Letter published in ‘The Irish World’, New York City, 1885, with excerpts republished in ‘The Montreal Herald and Daily Commercial Gazette’, November 20, 1885

To the Citizens of the United States of America:

FELLOW-MEN: The outside world has heard but little of my people since the beginning of this war in the North-west Territory, and that little has been related by agents and apologists of the bloodthirsty British Empire. As of old, England’s infernal machination of FALSEHOOD has been employed to defame our character, to misrepresent our motives, and to brand our soldiers and allies as cruel savages. These things I learn from American papers which come to me through the same channel that I send this to you. The end which our enemies have in view is plain. Their object is to prevent good people from extending to us their sympathy while they themselves may rob us in the dark and murder us without pity.

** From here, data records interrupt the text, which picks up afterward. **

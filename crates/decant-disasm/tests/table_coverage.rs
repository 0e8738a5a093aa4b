//! Every instruction code is reachable from some encoding.
//!
//! Sweeps opcodes across modes, prefixes, REX bytes, VEX/EVEX fields and a
//! set of ModRM bytes, and checks that the decoded codes cover the whole
//! `Code` enum. VEX and EVEX are swept in every mode as well.

use std::collections::HashSet;

use decant_disasm::{Bitness, Code, Decoder};
use strum::IntoEnumIterator;

const LEGACY_PREFIXES: [&[u8]; 8] = [
    &[],
    &[0x66],
    &[0x67],
    &[0x66, 0x67],
    &[0xF3],
    &[0xF2],
    &[0x66, 0xF3],
    &[0x66, 0xF2],
];

const REX_PREFIXES: [&[u8]; 5] = [&[], &[0x41], &[0x44], &[0x48], &[0x49]];

const OPCODE_ESCAPES: [&[u8]; 4] = [&[], &[0x0F], &[0x0F, 0x38], &[0x0F, 0x3A]];

const BITNESSES: [Bitness; 3] = [Bitness::Bits16, Bitness::Bits32, Bitness::Bits64];

/// Bytes after the ModRM byte. The first one doubles as a SIB byte with
/// index 1, so a VSIB index never equals a gather destination in reg 2..7.
const PADDING: [u8; 10] = [0x08, 0, 0, 0, 0, 0, 0, 0, 0, 0];

/// EVEX `aaa` and `b`: no mask, `k1`, broadcast/rounding.
const EVEX_AAA_B: [(u8, u8); 3] = [(0, 0), (1, 0), (0, 1)];

/// One memory ModRM per reg field plus every register ModRM.
fn modrm_bytes() -> impl Iterator<Item = u8> {
    (0..8u8).map(|reg| reg << 3).chain(0xC0..=0xFF)
}

/// `modrm_bytes` plus one SIB-addressed ModRM per reg field.
fn vector_modrm_bytes() -> impl Iterator<Item = u8> {
    modrm_bytes().chain((0..8u8).map(|reg| (reg << 3) | 4))
}

fn record(seen: &mut HashSet<Code>, bitness: Bitness, bytes: &[u8]) {
    let instr = Decoder::new(bitness, bytes, 0).decode();
    assert!(instr.len() <= 15);
    seen.insert(instr.code());
}

fn sweep_legacy(seen: &mut HashSet<Code>) {
    let mut bytes = Vec::with_capacity(32);
    for bitness in BITNESSES {
        let rexes: &[&[u8]] = if bitness.is_64bit() { &REX_PREFIXES } else { &REX_PREFIXES[..1] };
        for prefixes in LEGACY_PREFIXES {
            for rex in rexes {
                for escape in OPCODE_ESCAPES {
                    for opcode in 0..=0xFFu8 {
                        for modrm in modrm_bytes() {
                            bytes.clear();
                            bytes.extend_from_slice(prefixes);
                            bytes.extend_from_slice(rex);
                            bytes.extend_from_slice(escape);
                            bytes.extend_from_slice(&[opcode, modrm]);
                            bytes.extend_from_slice(&PADDING);
                            record(seen, bitness, &bytes);
                        }
                    }
                }
            }
        }
    }
}

fn sweep_vex(seen: &mut HashSet<Code>) {
    let mut bytes = Vec::with_capacity(32);
    for bitness in BITNESSES {
        for map in 1..=3u8 {
            for w in 0..2u8 {
                for l in 0..2u8 {
                    for pp in 0..4u8 {
                        for opcode in 0..=0xFFu8 {
                            for modrm in vector_modrm_bytes() {
                                bytes.clear();
                                bytes.extend_from_slice(&[0xC4, 0xE0 | map, (w << 7) | 0x78 | (l << 2) | pp, opcode, modrm]);
                                bytes.extend_from_slice(&PADDING);
                                record(seen, bitness, &bytes);
                            }
                        }
                    }
                }
            }
        }
    }
}

fn sweep_evex(seen: &mut HashSet<Code>) {
    let mut bytes = Vec::with_capacity(32);
    for bitness in BITNESSES {
        for map in 1..=3u8 {
            for w in 0..2u8 {
                for ll in 0..4u8 {
                    for (aaa, b) in EVEX_AAA_B {
                        for pp in 0..4u8 {
                            for opcode in 0..=0xFFu8 {
                                for modrm in vector_modrm_bytes() {
                                    bytes.clear();
                                    bytes.extend_from_slice(&[
                                        0x62,
                                        0xF0 | map,
                                        (w << 7) | 0x7C | pp,
                                        0x08 | (ll << 5) | (b << 4) | aaa,
                                        opcode,
                                        modrm,
                                    ]);
                                    bytes.extend_from_slice(&PADDING);
                                    record(seen, bitness, &bytes);
                                }
                            }
                        }
                    }
                }
            }
        }
    }
}

#[test]
fn test_every_code_is_decodable() {
    let mut seen = HashSet::new();
    sweep_legacy(&mut seen);
    sweep_vex(&mut seen);
    sweep_evex(&mut seen);

    let missing: Vec<&'static str> = Code::iter()
        .filter(|code| *code != Code::INVALID && !seen.contains(code))
        .map(<&'static str>::from)
        .collect();
    assert!(missing.is_empty(), "{} codes never decoded: {missing:?}", missing.len());
}
//! EVEX opcode table, sorted by `(map, opcode, pp)`.

use decant_core::{Code, MemorySize};

use super::opcodes::{Op, OpcodeMap::*, Template, W_D_Q};
use super::opcodes_vec::{evex, VecLen::*, VecTemplate, WRule::*, NP, P66, PF2, PF3};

Of one hundred or more papers that now lie in my tent, The Irish World, I find, is the only true friend we have. In the columns of this far-famed journal the truth is fully told, England’s organs in the United States and Canada falsely aver that my people have no grievances. To contradict their false statements I now write to the defender of the oppressed, Mr. Patrick Ford, whose Irish World will publish a true statement of the facts in all corners of the globe.

Our lands in the North-west Territory, the possession of which were solemnly confirmed by the Government fifteen years ago, have since been torn from us and given to land-grabbers who never saw the country — and this after we had cut down forests, plucked up stumps, removed rocks, plowed and seeded the soil, and built substantial homes for ourselves and our children.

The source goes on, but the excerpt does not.